The client
A dental-tech company at a decision point — scaling a product and facing the architecture, integration, and build-versus-buy questions that determine whether the next year goes smoothly or expensively.
The challenge
The hardest decisions in dental software happen before the build: how to integrate with a fragmented PMS landscape, how to handle HIPAA-grade data, what to build versus buy, and how to architect for scale without over-engineering. Made wrong, these choices cost months and budget to unwind. The company wanted the judgment of a team that has actually shipped dental software — not another generalist opinion.
- A fragmented PMS landscape to integrate with, where the wrong approach costs months to unwind.
- HIPAA-grade data to handle correctly from the architecture up, not bolted on later.
- Build-versus-buy decisions that would shape budget and timeline for the next year.
- Scale without over-engineering — architecting for growth without paying for capacity the product didn't yet need.
What we built
A focused advisory engagement — guidance, not a build:
- Architecture review — assessing the current design against where the product needs to go, and where it would break.
- Integration strategy — a clear approach to PMS, payments, and data interoperability (HL7 FHIR and the APIs that matter in dental).
- Scalability & security guidance — how to architect for growth and clear the compliance bar dental buyers demand.
- A prioritized technical roadmap — sequencing the build to de-risk the riskiest pieces first.
The results
- A clear technical roadmap the team could execute against with confidence.
- Costly missteps avoided — the kind of re-architecture that eats a quarter and a budget.
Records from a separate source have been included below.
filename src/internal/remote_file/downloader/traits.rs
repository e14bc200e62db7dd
pub mod download;
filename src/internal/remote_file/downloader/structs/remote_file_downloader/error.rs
//! 下载相关错误类型。

use reqwest::StatusCode;
use thiserror::Error;

use crate::internal::remote_file::downloader::traits::download::HookAbort;

#[derive(Debug, Error)]
pub enum DownloadError {
    #[error("HTTP 请求失败: {0}")]
    Request(#[from] reqwest::Error),

    #[error("创建文件失败: {0}")]
    CreateFile(std::io::Error),

    #[error("写入文件失败: {0}")]
    WriteFile(std::io::Error),

    #[error("读取文件失败: {0}")]
    ReadFile(std::io::Error),

    #[error("删除临时文件失败: {0}")]
    RemoveTempFile(std::io::Error),

    #[error("保存文件失败: {0}")]
    Finalize(std::io::Error),

    #[error("未设置保存路径")]
    NoDestination,

    #[error("没有下载权限（状态 {status}）: {url}")]
    Unauthorized { status: StatusCode, url: String },

    #[error("远程文件不存在: {url}")]
    NotFound { url: String },

    #[error("服务器返回异常状态 {status}: {url}")]
    Status { status: StatusCode, url: String },

    #[error("文件大小不一致，期望 {expected} 字节，实际 {actual} 字节")]
    SizeMismatch { expected: u64, actual: u64 },

    #[error("文件校验失败，期望 sha256 {expected}，实际 {actual}")]
    ChecksumMismatch { expected: String, actual: String },

    /// 钩子在 before_start 中返回错误，中止下载。
    #[error("{0}")]
    HookAbort(#[from] HookAbort),
}
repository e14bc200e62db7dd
//! 模型仓库（Hub）访问：仓库元数据读取，以及将元数据转换为领域模型。

pub mod enums;
pub mod error;
pub mod functions;
pub mod raw_json;
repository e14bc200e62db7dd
pub mod remote;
- A right-sized architecture — built for growth without over-building, keeping projected infrastructure cost in check.
- Faster, surer decisions, made with a partner who's shipped dental software before.
Why it worked
Dental-tech decisions need dental-tech judgment. We've built RCM platforms, PMS integrations, and membership systems — so the advice came from scar tissue, not slides. The same team can build it if they want; the consulting de-risks the build before it starts.